Directions -
From the data below, set down exactly the lines between the one holding "expected to have" and the one holding "pub fn try_dispense(&mut", inclusive, and no others.

[Saved entries]
------------------------------------------------------------------------
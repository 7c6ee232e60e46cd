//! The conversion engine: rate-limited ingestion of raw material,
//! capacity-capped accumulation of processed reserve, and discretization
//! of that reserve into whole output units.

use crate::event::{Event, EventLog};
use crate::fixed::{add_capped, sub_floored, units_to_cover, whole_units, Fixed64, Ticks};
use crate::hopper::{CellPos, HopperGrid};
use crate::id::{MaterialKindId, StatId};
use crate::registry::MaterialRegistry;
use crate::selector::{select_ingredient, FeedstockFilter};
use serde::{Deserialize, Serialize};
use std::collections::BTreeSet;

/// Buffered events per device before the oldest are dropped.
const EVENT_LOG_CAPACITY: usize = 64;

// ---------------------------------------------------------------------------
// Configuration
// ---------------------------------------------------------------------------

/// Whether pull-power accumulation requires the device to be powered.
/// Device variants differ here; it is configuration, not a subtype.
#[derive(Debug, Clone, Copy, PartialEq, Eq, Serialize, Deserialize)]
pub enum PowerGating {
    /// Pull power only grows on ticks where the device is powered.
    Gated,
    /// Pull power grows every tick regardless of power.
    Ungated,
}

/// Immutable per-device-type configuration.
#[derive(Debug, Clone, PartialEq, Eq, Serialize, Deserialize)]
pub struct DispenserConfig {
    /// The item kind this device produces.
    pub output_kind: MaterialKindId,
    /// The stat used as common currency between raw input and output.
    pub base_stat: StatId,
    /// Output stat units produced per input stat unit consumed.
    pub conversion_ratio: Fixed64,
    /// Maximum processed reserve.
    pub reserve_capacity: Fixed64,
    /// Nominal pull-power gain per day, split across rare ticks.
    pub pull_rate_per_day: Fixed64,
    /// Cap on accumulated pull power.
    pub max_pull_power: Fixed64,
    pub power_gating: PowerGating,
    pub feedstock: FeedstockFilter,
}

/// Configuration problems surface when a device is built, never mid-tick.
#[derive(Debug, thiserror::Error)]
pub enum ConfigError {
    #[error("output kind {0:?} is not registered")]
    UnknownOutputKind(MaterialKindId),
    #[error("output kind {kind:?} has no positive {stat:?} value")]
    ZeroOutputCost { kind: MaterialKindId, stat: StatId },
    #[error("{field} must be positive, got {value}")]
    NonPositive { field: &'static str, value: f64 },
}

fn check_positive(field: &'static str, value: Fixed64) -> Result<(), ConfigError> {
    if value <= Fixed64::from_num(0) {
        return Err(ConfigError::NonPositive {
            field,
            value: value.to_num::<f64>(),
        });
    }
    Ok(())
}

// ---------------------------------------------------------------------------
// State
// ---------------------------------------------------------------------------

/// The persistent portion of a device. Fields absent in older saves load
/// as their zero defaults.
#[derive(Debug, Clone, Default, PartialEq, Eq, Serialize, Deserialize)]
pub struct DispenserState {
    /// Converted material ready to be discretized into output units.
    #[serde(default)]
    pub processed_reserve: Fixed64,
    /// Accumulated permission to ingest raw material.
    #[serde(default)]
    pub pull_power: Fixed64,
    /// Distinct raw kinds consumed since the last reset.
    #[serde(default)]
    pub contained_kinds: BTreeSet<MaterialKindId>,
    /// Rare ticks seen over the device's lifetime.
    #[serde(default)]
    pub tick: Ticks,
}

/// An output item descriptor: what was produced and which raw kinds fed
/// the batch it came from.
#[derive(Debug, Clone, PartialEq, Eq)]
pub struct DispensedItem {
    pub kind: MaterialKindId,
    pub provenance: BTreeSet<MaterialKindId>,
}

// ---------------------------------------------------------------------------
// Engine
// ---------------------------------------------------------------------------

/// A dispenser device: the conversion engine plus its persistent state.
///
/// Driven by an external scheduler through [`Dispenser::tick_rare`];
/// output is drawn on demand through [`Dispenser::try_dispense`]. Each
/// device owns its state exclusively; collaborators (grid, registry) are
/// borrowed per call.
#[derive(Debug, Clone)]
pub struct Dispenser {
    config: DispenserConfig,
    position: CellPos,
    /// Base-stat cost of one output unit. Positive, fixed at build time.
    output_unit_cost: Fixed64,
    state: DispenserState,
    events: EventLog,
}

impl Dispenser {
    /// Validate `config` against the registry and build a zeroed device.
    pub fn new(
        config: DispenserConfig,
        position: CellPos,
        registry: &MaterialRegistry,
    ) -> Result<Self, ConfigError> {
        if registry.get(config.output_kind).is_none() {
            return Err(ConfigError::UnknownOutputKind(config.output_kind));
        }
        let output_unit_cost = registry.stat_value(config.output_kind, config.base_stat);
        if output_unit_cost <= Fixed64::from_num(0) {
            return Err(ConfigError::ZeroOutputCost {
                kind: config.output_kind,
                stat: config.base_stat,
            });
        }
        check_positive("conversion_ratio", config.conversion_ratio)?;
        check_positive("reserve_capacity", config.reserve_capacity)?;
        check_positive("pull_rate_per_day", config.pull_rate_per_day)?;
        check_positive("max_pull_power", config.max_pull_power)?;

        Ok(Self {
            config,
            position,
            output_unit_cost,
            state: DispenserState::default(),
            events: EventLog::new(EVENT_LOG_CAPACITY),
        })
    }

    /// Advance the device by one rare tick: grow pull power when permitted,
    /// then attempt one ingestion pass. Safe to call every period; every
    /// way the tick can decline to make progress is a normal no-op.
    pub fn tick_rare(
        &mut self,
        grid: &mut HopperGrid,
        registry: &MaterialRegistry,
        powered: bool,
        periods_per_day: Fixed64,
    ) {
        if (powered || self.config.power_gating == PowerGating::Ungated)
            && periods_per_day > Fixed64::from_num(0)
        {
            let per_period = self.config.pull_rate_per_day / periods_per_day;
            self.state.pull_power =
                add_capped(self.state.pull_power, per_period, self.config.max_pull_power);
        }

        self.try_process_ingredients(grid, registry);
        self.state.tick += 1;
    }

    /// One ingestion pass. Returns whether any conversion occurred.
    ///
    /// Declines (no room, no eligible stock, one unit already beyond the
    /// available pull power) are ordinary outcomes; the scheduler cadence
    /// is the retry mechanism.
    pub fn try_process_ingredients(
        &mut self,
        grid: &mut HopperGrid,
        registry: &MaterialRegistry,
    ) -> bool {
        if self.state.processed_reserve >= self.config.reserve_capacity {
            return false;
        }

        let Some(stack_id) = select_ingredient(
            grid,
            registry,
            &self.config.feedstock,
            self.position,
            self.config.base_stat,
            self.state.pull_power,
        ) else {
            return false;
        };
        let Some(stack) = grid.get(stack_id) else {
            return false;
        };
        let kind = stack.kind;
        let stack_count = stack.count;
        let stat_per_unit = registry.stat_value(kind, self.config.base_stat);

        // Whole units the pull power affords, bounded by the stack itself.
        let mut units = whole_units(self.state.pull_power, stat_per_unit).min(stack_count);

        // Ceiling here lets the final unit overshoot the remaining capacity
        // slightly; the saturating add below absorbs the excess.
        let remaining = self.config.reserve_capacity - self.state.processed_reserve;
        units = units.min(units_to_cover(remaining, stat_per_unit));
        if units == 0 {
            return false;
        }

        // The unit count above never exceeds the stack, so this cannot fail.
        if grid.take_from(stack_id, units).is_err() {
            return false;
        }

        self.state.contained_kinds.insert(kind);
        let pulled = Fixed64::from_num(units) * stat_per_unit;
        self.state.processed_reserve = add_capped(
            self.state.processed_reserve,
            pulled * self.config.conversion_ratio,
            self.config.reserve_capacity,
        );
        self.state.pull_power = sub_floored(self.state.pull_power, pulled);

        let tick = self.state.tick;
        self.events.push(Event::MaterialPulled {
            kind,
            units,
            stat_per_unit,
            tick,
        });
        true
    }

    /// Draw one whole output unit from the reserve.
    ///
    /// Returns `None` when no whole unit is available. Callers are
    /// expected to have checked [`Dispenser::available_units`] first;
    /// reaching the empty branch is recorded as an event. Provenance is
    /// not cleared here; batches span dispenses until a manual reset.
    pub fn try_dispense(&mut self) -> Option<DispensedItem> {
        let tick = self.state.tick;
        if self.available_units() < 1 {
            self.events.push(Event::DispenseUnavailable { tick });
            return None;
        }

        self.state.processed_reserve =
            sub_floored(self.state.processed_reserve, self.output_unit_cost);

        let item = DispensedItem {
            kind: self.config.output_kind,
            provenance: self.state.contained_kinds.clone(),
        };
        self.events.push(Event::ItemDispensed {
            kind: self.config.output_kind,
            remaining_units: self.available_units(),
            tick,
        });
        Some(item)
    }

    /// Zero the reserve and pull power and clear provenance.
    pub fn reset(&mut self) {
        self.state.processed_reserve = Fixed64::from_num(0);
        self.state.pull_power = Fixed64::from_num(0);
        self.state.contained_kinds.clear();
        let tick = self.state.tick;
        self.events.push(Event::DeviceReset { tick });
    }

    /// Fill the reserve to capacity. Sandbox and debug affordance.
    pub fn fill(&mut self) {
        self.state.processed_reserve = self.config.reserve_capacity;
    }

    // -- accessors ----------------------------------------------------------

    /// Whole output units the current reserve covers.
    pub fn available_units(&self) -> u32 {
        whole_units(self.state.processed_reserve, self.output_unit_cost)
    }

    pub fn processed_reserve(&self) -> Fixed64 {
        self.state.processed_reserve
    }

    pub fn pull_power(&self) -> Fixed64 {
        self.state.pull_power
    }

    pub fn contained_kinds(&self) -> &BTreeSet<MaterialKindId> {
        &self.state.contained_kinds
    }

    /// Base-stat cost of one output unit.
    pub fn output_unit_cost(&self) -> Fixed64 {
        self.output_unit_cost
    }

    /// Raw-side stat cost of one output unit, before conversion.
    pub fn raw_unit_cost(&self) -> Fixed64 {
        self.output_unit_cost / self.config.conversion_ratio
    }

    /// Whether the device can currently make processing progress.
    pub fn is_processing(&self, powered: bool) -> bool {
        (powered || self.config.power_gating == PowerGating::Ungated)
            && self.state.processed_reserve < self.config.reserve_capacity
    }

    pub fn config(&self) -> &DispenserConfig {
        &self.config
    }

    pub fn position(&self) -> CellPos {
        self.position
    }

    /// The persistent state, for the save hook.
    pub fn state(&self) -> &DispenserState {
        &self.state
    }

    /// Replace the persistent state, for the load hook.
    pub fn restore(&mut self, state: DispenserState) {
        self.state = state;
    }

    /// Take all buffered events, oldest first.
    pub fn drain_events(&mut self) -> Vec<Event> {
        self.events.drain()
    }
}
------------------------------------------------------------------------
Task answer -
    /// expected to have checked [`Dispenser::available_units`] first;
    /// reaching the empty branch is recorded as an event. Provenance is
    /// not cleared here; batches span dispenses until a manual reset.
    pub fn try_dispense(&mut self) -> Option<DispensedItem> {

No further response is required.